The Department for Work and Pensions (DWP) has said that it is to draft regulations for consultation on exceptions to employer duties for those who choose to enrol all new workers into a pension scheme regardless of age or earnings.
By 2018 all employers must enrol workers aged between 22 and pensionable age who work in the UK and earn more than £9,440 a year into a workplace pension scheme.
The roll-out of auto-enrolment started in October 2012 for the largest firms and is currently being extended to medium-sized and smaller businesses, with the smallest firms joining over the next four years.

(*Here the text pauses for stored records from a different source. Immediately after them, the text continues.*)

//! The archive engine: an open XDA document with its in-memory item
//! map, staged edits and the save pipeline.
//!
//! A document keeps a read-only handle between saves. Edits are staged
//! as pending histories; `save_changes_with` reopens the file
//! read-write, tidies the pending tails into a minimal operation set,
//! appends one BitStream segment plus one entry, patches the prior
//! entry's next pointer and the header counters, then narrows the
//! handle back to read-only.

use crate::error::{Result, XdaError};
use crate::format::bitstream::{self, Ecs};
use crate::format::codec::{self, NameValue};
use crate::format::entry::{self, Entry, Operator, MAX_PATH_LENGTH};
use crate::format::header::Header;
use crate::history::{History, ItemInfo, ItemSource};
use crate::view::View;
use once_cell::sync::Lazy;
use regex::Regex;
use std::cell::RefCell;
use std::collections::{BTreeSet, HashMap};
use std::fs::{File, OpenOptions};
use std::io::{Cursor, Write};
use std::path::{Path, PathBuf};
use std::rc::Rc;
use tracing::{debug, info};

/// Format version written by this crate
pub const MAJOR_VERSION: u8 = 1;
pub const MINOR_VERSION: u8 = 0;

const DEFAULT_NAME_TABLE_TYPE: u8 = 0x00;

/// Pack paths: one or more `\segment` (or `/segment`) components, no
/// reserved characters inside a segment.
static PACK_PATH: Lazy<Regex> =
    Lazy::new(|| Regex::new(r#"^([\\/][^\t:*?"<>|\\/]+)+$"#).unwrap());

fn validate_pack_path(path: &str) -> Result<()> {
    if path.len() > MAX_PATH_LENGTH {
        return Err(XdaError::PathTooLong);
    }
    if !PACK_PATH.is_match(path) {
        return Err(XdaError::InvalidPackPath(path.to_string()));
    }
    Ok(())
}

/// One operation the tidy pass decided to write in the next entry
struct PlannedRecord {
    operator: Operator,
    source: ItemSource,
    ecs: Ecs,
}

/// What the tidy pass decided for one changed path
enum TidyOutcome {
    /// Never committed and ends deleted: drop the path entirely
    RemovePath,
    /// Pending tail cancels out against the committed state
    ClearPending,
    /// Write these records, in order
    Write(Vec<PlannedRecord>),
}

/// Collapse a changed item's pending tail into the minimal record run
/// that reproduces its final state on disk.
fn tidy_pending(info: &ItemInfo) -> TidyOutcome {
    let boundary = info
        .histories
        .iter()
        .position(History::is_pending)
        .unwrap_or(info.histories.len());
    let (committed, pending) = info.histories.split_at(boundary);
    let committed_live =
        matches!(committed.last().map(History::operator), Some(op) if op != Operator::Delete);

    let last = match pending.last() {
        Some(last) => last,
        None => return TidyOutcome::ClearPending,
    };

    if last.operator() == Operator::Delete {
        return if committed.is_empty() {
            TidyOutcome::RemovePath
        } else if committed_live {
            TidyOutcome::Write(vec![PlannedRecord {
                operator: Operator::Delete,
                source: ItemSource::empty(),
                ecs: Ecs::none(),
            }])
        } else {
            // already deleted on disk
            TidyOutcome::ClearPending
        };
    }

    let planned = |history: &History, operator: Operator| match history {
        History::Pending { source, ecs, .. } => Some(PlannedRecord {
            operator,
            source: source.clone(),
            ecs: ecs.clone(),
        }),
        History::Committed { .. } => None,
    };

    // Everything before the last NEW/REPLACE is shadowed by it; a pure
    // APPEND tail extends the committed content as-is.
    let anchor = pending
        .iter()
        .rposition(|h| matches!(h.operator(), Operator::New | Operator::Replace));
    let records = match anchor {
        None => pending
            .iter()
            .filter_map(|h| planned(h, h.operator()))
            .collect(),
        Some(index) => {
            let base = if committed_live {
                Operator::Replace
            } else {
                Operator::New
            };
            let mut records: Vec<PlannedRecord> =
                planned(&pending[index], base).into_iter().collect();
            records.extend(
                pending[index + 1..]
                    .iter()
                    .filter_map(|h| planned(h, h.operator())),
            );
            records
        }
    };
    TidyOutcome::Write(records)
}

/// An open XDA document
pub struct XdaDocument {
    path: PathBuf,
    file: Option<File>,
    header: Header,
    entries: Vec<Entry>,
    items: HashMap<String, ItemInfo>,
    changed: BTreeSet<String>,
    views: Vec<Rc<RefCell<dyn View>>>,
}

However, following a recent consultation on exceptions to employer duties, the DWP has said that people contractually enrolled into workplace pension schemes who cancel their membership may not have to be automatically enrolled when they become eligible jobholders for the first time, even if they only recently left the scheme.

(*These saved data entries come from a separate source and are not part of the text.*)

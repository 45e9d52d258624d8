//! Usage-error matrix: which staged operations are legal for which
//! current item state, plus pack path validation.

use tempfile::NamedTempFile;
use xda_rs::{Ecs, ItemSource, XdaDocument, XdaError};

fn mem(bytes: &[u8]) -> ItemSource {
    ItemSource::Memory(bytes.to_vec())
}

fn new_doc(temp_file: &NamedTempFile) -> XdaDocument {
    XdaDocument::create(temp_file.path(), 4).unwrap()
}

#[test]
fn test_new_over_existing_item_is_rejected() {
    let temp_file = NamedTempFile::new().unwrap();
    let mut doc = new_doc(&temp_file);
    doc.insert_item("\\a", mem(b"x"), Ecs::none()).unwrap();
    assert!(matches!(
        doc.insert_item("\\a", mem(b"y"), Ecs::none()),
        Err(XdaError::OperationNotAllowed(_))
    ));
}

#[test]
fn test_edits_on_missing_item_are_rejected() {
    let temp_file = NamedTempFile::new().unwrap();
    let mut doc = new_doc(&temp_file);
    assert!(matches!(
        doc.replace_item("\\nope", mem(b"x"), Ecs::none()),
        Err(XdaError::ItemNotFound(_))
    ));
    assert!(matches!(
        doc.append_item("\\nope", mem(b"x"), Ecs::none()),
        Err(XdaError::ItemNotFound(_))
    ));
    assert!(matches!(
        doc.delete_item("\\nope"),
        Err(XdaError::ItemNotFound(_))
    ));
}

#[test]
fn test_only_new_is_legal_after_delete() {
    let temp_file = NamedTempFile::new().unwrap();
    let mut doc = new_doc(&temp_file);
    doc.insert_item("\\a", mem(b"x"), Ecs::none()).unwrap();
    doc.save().unwrap();
    doc.delete_item("\\a").unwrap();

    assert!(matches!(
        doc.replace_item("\\a", mem(b"y"), Ecs::none()),
        Err(XdaError::OperationNotAllowed(_))
    ));
    assert!(matches!(
        doc.append_item("\\a", mem(b"y"), Ecs::none()),
        Err(XdaError::OperationNotAllowed(_))
    ));
    assert!(matches!(
        doc.delete_item("\\a"),
        Err(XdaError::OperationNotAllowed(_))
    ));
    assert!(doc.insert_item("\\a", mem(b"y"), Ecs::none()).is_ok());
}

#[test]
fn test_delete_of_committed_deleted_item_is_rejected() {
    let temp_file = NamedTempFile::new().unwrap();
    let mut doc = new_doc(&temp_file);
    doc.insert_item("\\a", mem(b"x"), Ecs::none()).unwrap();
    doc.save().unwrap();
    doc.delete_item("\\a").unwrap();
    doc.save().unwrap();

    assert!(matches!(
        doc.delete_item("\\a"),
        Err(XdaError::OperationNotAllowed(_))
    ));
}

#[test]
fn test_extract_of_deleted_item_fails() {
    let temp_file = NamedTempFile::new().unwrap();
    let mut doc = new_doc(&temp_file);
    doc.insert_item("\\a", mem(b"x"), Ecs::none()).unwrap();
    doc.delete_item("\\a").unwrap();
    assert!(matches!(
        doc.extract_item("\\a"),
        Err(XdaError::CannotExtractDeleted(_))
    ));
}

#[test]
fn test_extract_of_missing_item_fails() {
    let temp_file = NamedTempFile::new().unwrap();
    let mut doc = new_doc(&temp_file);
    assert!(matches!(
        doc.extract_item("\\nope"),
        Err(XdaError::ItemNotFound(_))
    ));
}

#[test]
fn test_invalid_pack_paths_are_rejected() {
    let temp_file = NamedTempFile::new().unwrap();
    let mut doc = new_doc(&temp_file);

    for path in ["", "no-lead", "\\", "\\bad|bar", "\\a\\", "\\col:on"] {
        assert!(
            matches!(
                doc.insert_item(path, mem(b"x"), Ecs::none()),
                Err(XdaError::InvalidPackPath(_))
            ),
            "path {path:?} should be rejected"
        );
    }

    let too_long = "\\".to_string() + &"x".repeat(300);
    assert!(matches!(
        doc.insert_item(&too_long, mem(b"x"), Ecs::none()),
        Err(XdaError::PathTooLong)
    ));
}

#[test]
fn test_failed_stage_leaves_document_unchanged() {
    let temp_file = NamedTempFile::new().unwrap();
    let mut doc = new_doc(&temp_file);
    doc.insert_item("\\a", mem(b"x"), Ecs::none()).unwrap();
    let _ = doc.insert_item("\\a", mem(b"y"), Ecs::none());
    doc.save().unwrap();

    assert_eq!(doc.extract_item("\\a").unwrap(), b"x");
    assert_eq!(doc.entry_count(), 1);
}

This is because respondents to the consultation said that it is “frustrating for the individual and an unnecessary administrative burden” and the DWP agreed that, where employers provide workplace pensions as good or better than auto-enrolment minimums it “can see that there is limited value in forcing the employer to go through a similar exercise almost immediately if the person cancels”, adding that there is a strong case to address this double handling”.
However, the department added that the legal framework would not permit any exception under automatic enrolment to apply to contract joining and that it is up to the individual to resolve this with their employer as an employment issue.